§ WHAT YOU HAVE TO DO: What is needed is every line of the data that includes the word "SocketAddr". Please copy each one.

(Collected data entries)
.....

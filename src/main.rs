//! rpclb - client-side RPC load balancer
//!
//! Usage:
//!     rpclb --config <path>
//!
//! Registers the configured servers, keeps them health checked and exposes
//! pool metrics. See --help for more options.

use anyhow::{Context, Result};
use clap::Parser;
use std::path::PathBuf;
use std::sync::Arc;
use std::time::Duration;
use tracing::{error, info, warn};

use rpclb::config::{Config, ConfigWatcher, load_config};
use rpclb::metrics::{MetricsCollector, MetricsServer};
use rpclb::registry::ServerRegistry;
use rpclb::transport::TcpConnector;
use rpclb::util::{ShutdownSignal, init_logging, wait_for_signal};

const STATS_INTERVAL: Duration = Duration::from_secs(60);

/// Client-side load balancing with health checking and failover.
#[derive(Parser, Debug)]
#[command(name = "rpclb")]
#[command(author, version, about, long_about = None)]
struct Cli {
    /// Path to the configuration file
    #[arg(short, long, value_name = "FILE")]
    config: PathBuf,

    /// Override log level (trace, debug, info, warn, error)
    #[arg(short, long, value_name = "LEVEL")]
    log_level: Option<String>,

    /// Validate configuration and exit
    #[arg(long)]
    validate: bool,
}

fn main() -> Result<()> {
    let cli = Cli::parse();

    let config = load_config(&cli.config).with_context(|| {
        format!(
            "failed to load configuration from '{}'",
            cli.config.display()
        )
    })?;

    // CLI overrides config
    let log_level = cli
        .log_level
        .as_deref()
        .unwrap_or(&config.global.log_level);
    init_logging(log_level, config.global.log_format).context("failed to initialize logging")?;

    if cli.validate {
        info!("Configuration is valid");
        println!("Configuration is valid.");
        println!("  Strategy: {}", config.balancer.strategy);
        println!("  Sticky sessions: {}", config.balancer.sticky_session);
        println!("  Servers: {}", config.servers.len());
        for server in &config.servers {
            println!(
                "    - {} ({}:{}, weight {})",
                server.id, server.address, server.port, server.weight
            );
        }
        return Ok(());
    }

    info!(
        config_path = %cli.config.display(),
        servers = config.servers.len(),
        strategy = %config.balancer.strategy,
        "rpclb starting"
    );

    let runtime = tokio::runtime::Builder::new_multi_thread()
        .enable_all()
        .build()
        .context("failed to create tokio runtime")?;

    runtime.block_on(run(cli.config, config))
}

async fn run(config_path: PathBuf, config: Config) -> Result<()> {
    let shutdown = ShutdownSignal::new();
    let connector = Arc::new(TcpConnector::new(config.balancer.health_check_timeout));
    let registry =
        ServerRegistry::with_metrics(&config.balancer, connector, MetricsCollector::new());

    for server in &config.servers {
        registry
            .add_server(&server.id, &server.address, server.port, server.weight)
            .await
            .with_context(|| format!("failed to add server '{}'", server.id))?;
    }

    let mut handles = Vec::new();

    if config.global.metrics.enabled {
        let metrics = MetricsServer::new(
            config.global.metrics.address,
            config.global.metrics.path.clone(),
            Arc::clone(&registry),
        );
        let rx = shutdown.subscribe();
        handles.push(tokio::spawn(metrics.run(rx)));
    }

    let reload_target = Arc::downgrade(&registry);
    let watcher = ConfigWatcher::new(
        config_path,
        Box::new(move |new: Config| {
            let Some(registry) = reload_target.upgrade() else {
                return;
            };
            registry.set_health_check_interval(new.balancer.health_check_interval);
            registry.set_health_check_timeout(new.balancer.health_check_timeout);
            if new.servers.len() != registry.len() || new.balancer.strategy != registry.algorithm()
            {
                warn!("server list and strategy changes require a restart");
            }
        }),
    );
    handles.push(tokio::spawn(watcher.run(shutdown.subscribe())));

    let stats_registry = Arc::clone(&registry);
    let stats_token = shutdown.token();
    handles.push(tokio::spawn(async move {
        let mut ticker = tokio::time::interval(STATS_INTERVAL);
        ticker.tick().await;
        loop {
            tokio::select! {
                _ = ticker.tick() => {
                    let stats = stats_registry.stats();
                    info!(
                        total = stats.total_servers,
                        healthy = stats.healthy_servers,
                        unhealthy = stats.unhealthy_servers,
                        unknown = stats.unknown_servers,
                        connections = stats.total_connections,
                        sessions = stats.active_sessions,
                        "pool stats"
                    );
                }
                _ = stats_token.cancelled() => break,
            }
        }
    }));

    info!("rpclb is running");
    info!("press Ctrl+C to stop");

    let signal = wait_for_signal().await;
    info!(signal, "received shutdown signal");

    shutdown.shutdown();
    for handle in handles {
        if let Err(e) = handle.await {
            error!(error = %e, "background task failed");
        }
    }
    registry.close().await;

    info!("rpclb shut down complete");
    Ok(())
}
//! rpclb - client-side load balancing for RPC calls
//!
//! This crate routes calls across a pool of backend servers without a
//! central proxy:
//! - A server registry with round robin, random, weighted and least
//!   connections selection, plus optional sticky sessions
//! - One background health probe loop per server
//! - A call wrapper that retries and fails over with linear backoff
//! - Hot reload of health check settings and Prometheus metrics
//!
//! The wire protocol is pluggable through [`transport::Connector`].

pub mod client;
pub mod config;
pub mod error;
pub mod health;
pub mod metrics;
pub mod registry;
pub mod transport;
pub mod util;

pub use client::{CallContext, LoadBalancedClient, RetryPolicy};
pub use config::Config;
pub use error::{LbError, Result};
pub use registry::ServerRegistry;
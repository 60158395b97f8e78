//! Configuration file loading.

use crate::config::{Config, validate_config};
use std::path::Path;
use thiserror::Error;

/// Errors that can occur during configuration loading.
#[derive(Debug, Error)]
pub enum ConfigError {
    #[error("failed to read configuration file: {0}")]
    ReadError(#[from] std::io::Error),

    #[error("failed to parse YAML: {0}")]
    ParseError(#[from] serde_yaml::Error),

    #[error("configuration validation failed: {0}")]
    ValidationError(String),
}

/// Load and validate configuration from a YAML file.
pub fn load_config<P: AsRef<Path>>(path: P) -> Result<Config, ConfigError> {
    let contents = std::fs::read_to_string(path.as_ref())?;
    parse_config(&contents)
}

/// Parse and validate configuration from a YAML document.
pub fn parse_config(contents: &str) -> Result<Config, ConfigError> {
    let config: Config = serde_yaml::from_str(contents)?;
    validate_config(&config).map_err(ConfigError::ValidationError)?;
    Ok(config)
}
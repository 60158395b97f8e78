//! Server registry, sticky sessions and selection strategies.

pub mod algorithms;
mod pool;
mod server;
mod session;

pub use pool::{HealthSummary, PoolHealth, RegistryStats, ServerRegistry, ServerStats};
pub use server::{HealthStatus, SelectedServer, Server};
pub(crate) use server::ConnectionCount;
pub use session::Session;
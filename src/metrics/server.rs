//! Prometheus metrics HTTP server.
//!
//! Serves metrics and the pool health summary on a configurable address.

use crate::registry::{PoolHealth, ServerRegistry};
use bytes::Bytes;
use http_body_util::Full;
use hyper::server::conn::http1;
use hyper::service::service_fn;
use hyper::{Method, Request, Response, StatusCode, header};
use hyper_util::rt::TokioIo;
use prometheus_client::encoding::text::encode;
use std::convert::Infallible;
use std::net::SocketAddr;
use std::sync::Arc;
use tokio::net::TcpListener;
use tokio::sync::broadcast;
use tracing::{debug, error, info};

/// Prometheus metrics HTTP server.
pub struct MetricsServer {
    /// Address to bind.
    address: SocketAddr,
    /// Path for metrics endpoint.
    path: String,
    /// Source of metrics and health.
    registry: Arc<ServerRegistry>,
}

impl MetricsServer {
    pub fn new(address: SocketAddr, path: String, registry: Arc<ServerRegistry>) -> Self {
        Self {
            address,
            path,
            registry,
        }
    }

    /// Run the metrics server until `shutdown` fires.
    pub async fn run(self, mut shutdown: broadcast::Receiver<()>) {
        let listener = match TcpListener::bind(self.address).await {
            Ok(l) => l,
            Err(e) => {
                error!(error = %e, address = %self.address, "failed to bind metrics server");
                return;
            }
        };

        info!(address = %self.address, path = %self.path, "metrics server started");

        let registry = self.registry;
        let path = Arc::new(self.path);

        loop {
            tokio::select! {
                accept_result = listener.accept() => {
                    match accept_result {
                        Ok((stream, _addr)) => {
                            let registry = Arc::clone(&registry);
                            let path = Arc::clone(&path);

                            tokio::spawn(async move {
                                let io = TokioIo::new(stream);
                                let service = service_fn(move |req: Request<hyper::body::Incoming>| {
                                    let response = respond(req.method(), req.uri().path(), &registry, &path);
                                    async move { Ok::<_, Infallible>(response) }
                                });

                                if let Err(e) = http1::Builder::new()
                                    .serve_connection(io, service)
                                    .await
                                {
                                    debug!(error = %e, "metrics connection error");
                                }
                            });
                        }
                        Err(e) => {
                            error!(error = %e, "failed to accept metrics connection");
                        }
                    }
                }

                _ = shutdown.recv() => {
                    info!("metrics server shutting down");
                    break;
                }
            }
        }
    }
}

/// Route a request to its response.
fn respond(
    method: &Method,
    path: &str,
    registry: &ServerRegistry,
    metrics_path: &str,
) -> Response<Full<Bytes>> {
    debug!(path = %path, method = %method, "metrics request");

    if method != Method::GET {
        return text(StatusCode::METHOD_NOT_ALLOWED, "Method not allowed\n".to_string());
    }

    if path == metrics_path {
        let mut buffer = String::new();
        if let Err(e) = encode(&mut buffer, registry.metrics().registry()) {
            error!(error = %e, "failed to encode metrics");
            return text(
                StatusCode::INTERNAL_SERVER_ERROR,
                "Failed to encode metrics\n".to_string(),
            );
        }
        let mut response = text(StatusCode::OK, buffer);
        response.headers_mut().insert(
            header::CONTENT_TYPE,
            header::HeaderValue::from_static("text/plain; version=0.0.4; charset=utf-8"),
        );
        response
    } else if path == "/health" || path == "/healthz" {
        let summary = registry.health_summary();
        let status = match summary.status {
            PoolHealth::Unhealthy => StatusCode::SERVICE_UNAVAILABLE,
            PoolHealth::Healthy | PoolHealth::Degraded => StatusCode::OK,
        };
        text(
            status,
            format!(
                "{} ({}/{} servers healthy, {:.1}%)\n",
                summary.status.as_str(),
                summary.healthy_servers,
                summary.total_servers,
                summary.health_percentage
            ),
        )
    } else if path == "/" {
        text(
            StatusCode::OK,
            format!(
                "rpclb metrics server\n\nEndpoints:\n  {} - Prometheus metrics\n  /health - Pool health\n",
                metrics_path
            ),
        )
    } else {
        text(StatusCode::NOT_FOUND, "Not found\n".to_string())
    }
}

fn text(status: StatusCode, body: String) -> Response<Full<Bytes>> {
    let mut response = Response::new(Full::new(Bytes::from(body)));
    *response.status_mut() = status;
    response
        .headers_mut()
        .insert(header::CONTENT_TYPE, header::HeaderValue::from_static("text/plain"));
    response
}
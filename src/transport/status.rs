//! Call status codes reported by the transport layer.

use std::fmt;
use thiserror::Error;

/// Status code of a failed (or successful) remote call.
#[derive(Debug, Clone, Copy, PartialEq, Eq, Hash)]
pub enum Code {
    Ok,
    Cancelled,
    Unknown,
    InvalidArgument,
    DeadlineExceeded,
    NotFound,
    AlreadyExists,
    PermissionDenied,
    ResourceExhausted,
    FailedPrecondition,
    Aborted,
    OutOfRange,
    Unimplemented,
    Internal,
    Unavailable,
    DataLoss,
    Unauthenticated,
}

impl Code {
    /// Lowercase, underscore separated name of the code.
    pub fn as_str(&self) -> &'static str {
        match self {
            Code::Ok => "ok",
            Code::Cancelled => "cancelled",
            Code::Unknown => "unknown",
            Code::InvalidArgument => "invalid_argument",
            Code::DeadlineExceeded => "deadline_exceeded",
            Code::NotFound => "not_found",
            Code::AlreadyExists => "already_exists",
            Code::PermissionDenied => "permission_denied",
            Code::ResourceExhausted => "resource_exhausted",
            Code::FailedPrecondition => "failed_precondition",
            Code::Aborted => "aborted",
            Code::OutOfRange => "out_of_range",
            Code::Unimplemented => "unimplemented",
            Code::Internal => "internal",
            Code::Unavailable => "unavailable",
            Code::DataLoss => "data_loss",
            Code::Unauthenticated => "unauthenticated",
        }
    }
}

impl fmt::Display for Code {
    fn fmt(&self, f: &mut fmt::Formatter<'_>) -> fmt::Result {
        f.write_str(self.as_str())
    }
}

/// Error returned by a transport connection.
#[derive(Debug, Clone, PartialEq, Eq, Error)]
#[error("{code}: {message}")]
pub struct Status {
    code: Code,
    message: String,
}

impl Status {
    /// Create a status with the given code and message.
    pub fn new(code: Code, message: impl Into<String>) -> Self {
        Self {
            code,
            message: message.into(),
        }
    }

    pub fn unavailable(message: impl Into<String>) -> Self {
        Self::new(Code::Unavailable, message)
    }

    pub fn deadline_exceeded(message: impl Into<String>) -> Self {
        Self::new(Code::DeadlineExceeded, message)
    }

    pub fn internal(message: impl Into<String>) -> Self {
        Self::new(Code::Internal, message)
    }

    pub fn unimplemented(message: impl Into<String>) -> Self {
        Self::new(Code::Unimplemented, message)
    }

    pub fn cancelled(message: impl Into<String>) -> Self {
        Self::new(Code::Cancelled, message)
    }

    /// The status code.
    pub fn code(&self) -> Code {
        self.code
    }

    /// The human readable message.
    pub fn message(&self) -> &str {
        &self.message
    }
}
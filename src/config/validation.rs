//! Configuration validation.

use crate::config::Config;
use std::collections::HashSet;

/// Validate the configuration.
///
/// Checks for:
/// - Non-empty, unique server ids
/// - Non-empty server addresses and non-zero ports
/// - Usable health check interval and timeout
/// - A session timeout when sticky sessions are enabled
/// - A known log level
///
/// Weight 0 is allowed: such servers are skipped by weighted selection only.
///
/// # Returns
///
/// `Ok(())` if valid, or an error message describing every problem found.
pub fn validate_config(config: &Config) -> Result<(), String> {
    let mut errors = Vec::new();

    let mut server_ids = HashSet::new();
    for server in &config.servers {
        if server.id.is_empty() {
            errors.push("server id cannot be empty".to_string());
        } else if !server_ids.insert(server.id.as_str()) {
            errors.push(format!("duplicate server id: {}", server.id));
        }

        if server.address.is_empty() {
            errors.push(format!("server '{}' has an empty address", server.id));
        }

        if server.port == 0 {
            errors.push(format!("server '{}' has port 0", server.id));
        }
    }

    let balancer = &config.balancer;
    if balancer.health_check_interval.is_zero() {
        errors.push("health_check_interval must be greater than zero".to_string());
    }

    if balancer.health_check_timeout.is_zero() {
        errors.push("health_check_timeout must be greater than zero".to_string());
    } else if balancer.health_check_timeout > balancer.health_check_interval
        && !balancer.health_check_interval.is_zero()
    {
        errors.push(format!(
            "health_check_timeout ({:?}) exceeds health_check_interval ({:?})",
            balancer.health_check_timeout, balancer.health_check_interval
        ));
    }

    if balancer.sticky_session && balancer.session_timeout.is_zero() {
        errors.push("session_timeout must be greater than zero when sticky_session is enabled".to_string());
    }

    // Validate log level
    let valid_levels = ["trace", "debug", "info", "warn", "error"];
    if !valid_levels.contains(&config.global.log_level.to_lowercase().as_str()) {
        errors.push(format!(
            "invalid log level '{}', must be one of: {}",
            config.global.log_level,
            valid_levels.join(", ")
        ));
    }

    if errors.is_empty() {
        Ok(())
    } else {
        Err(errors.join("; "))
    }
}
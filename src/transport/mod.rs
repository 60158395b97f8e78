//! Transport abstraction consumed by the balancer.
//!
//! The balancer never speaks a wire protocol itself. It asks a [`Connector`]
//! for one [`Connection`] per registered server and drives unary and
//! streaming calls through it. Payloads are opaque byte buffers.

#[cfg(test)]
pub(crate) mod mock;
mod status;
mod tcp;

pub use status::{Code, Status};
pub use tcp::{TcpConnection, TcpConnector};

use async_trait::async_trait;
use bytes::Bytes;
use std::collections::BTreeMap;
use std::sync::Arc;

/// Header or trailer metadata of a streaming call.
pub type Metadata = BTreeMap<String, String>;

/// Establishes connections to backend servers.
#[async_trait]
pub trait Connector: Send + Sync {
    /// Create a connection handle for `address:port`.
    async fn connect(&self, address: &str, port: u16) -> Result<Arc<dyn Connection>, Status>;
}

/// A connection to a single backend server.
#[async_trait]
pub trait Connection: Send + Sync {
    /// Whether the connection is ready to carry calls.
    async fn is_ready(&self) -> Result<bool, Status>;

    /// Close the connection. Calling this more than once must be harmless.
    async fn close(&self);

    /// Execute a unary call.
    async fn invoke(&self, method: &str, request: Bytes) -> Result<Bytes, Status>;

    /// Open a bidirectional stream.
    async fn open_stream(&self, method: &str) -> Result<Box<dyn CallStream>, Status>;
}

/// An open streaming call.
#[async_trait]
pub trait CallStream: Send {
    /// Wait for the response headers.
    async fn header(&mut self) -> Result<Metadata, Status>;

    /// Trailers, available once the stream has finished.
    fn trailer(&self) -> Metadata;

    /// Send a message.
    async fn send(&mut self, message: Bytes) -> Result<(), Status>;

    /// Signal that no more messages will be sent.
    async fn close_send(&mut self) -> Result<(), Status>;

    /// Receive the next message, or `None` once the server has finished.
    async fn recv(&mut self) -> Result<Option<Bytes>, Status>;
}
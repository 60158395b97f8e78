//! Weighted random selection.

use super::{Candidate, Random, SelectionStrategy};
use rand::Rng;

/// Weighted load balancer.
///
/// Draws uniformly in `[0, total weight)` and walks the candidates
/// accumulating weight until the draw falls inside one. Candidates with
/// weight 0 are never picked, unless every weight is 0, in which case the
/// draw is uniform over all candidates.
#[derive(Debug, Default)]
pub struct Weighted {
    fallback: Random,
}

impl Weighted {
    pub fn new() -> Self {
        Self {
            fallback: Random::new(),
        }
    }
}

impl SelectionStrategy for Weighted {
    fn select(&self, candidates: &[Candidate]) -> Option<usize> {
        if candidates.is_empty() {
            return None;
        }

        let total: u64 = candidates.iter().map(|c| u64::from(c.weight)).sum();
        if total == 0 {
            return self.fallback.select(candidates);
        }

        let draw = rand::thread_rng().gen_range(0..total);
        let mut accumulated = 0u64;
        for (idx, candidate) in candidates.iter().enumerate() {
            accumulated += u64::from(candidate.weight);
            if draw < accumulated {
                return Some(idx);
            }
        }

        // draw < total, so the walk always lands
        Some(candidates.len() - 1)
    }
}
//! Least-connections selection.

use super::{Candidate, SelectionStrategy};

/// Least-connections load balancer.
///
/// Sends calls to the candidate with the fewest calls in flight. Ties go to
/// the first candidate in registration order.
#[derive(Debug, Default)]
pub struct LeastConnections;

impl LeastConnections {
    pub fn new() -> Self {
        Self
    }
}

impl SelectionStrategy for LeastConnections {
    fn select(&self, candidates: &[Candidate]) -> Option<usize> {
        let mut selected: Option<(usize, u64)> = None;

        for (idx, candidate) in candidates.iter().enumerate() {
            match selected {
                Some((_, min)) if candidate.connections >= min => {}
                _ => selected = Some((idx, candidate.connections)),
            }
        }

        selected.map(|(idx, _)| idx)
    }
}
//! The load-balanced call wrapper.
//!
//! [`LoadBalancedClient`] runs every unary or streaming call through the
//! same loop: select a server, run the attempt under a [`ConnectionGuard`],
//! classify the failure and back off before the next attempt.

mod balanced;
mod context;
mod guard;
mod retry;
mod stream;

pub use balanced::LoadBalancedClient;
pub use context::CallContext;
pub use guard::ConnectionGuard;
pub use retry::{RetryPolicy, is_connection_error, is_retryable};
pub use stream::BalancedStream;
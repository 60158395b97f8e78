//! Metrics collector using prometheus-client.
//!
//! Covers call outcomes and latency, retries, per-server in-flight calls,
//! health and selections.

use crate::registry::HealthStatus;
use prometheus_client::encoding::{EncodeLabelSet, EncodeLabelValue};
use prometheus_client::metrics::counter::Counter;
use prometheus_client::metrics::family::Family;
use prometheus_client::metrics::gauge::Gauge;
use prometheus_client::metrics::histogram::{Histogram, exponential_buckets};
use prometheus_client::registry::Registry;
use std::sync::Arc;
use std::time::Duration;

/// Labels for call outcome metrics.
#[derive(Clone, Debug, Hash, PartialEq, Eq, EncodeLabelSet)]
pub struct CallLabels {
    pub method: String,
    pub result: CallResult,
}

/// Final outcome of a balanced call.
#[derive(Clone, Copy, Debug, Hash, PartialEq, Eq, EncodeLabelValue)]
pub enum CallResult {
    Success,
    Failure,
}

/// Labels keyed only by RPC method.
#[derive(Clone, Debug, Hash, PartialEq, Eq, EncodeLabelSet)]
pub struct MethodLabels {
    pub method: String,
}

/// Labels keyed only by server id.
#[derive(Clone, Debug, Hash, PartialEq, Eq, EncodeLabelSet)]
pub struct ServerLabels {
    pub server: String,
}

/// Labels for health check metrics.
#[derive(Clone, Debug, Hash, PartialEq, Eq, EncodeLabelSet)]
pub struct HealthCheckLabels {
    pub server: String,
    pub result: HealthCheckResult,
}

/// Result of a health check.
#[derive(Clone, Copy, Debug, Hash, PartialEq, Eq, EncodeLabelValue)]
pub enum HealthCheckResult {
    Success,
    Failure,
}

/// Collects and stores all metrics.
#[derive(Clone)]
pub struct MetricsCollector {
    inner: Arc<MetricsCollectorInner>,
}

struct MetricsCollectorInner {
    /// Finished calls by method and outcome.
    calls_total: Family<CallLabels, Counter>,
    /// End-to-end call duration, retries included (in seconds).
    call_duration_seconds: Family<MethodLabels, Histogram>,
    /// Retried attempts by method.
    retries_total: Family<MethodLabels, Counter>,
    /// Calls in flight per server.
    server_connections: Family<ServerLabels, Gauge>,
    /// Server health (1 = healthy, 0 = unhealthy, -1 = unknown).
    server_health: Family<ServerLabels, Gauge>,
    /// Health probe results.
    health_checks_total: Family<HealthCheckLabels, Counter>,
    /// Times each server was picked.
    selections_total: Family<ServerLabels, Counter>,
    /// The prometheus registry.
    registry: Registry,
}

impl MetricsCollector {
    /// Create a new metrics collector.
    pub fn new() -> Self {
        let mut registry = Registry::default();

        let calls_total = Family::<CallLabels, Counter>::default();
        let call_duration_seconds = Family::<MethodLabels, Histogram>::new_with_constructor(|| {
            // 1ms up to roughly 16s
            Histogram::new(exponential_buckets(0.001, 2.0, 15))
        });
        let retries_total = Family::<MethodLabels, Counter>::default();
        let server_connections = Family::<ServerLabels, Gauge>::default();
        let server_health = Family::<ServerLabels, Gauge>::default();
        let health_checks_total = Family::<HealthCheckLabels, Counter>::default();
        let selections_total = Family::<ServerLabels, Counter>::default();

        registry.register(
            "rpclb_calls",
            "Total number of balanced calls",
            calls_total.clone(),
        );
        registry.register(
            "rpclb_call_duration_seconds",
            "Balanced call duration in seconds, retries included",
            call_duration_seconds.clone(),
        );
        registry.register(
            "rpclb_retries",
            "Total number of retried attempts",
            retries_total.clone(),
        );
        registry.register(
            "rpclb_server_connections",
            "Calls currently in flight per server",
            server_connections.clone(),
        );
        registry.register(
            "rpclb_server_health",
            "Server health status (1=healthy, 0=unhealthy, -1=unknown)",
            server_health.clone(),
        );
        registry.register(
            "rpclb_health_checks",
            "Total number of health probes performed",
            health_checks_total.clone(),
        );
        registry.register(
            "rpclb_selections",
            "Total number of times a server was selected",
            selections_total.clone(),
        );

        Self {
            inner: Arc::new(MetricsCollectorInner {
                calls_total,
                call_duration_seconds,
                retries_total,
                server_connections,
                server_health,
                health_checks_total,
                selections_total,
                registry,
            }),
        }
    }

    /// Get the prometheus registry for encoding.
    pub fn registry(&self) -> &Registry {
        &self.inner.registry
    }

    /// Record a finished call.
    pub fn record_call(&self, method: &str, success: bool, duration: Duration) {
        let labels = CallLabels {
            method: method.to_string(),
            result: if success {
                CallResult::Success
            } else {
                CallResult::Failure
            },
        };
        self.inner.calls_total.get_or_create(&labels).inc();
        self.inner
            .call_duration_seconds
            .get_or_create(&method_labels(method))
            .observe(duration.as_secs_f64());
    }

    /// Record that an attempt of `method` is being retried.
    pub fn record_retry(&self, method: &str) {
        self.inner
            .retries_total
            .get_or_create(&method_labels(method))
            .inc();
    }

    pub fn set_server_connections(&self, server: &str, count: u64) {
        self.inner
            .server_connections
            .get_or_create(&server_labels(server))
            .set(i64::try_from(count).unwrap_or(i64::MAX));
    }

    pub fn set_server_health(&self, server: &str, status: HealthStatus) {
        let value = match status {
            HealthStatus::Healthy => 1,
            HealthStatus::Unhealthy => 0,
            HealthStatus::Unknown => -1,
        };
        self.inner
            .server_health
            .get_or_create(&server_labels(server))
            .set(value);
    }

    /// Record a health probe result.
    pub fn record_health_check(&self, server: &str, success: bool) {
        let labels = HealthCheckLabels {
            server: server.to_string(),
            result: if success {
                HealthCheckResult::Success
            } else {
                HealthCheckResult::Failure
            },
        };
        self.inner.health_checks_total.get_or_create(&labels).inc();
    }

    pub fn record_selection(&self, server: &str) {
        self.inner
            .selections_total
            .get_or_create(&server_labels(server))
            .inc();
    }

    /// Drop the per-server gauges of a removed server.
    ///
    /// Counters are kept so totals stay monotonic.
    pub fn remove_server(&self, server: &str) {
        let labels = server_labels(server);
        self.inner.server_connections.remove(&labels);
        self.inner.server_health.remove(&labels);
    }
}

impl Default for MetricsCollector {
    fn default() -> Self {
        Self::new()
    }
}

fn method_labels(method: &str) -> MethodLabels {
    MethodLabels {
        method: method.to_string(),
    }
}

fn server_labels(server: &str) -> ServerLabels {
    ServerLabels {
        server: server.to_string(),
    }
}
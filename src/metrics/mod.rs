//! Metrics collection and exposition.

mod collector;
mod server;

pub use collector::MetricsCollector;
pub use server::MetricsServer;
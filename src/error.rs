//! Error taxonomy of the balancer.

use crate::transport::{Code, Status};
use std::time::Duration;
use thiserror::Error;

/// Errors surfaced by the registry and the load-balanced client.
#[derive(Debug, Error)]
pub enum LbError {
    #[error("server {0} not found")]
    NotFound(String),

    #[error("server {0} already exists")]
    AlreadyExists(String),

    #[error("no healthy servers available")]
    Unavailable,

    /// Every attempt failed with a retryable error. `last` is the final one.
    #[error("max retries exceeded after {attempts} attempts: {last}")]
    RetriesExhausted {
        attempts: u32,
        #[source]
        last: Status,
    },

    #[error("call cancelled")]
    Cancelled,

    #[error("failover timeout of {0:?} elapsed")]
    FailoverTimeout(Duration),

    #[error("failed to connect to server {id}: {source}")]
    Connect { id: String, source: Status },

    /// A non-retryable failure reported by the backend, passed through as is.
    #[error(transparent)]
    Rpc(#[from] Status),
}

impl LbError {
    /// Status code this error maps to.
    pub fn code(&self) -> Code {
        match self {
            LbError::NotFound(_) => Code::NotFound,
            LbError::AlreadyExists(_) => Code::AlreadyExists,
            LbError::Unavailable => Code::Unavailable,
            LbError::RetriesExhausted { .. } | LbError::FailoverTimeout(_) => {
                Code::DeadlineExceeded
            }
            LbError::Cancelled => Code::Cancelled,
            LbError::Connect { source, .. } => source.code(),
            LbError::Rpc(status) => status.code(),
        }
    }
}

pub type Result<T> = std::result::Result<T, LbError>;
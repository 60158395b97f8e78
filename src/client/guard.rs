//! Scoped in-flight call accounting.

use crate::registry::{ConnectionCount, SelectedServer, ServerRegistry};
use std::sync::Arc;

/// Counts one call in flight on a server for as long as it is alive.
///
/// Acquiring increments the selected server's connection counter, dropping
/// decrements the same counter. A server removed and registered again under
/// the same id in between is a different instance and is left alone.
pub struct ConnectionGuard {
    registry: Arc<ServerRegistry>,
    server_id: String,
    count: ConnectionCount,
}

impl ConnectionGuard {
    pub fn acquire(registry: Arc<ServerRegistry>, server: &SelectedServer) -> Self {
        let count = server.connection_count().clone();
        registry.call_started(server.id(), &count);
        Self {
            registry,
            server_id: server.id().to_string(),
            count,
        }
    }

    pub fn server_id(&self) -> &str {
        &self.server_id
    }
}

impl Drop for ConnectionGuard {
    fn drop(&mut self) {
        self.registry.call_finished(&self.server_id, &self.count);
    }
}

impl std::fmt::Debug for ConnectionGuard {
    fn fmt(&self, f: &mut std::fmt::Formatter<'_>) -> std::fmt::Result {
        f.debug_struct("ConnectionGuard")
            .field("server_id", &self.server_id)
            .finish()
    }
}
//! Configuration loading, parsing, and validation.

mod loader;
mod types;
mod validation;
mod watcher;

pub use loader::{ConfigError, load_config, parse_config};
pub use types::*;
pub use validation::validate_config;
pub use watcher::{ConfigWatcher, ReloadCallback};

.....

§ EXERCISE ANSWER:
use std::net::SocketAddr;
    address: SocketAddr,
    pub fn new(address: SocketAddr, path: String, registry: Arc<ServerRegistry>) -> Self {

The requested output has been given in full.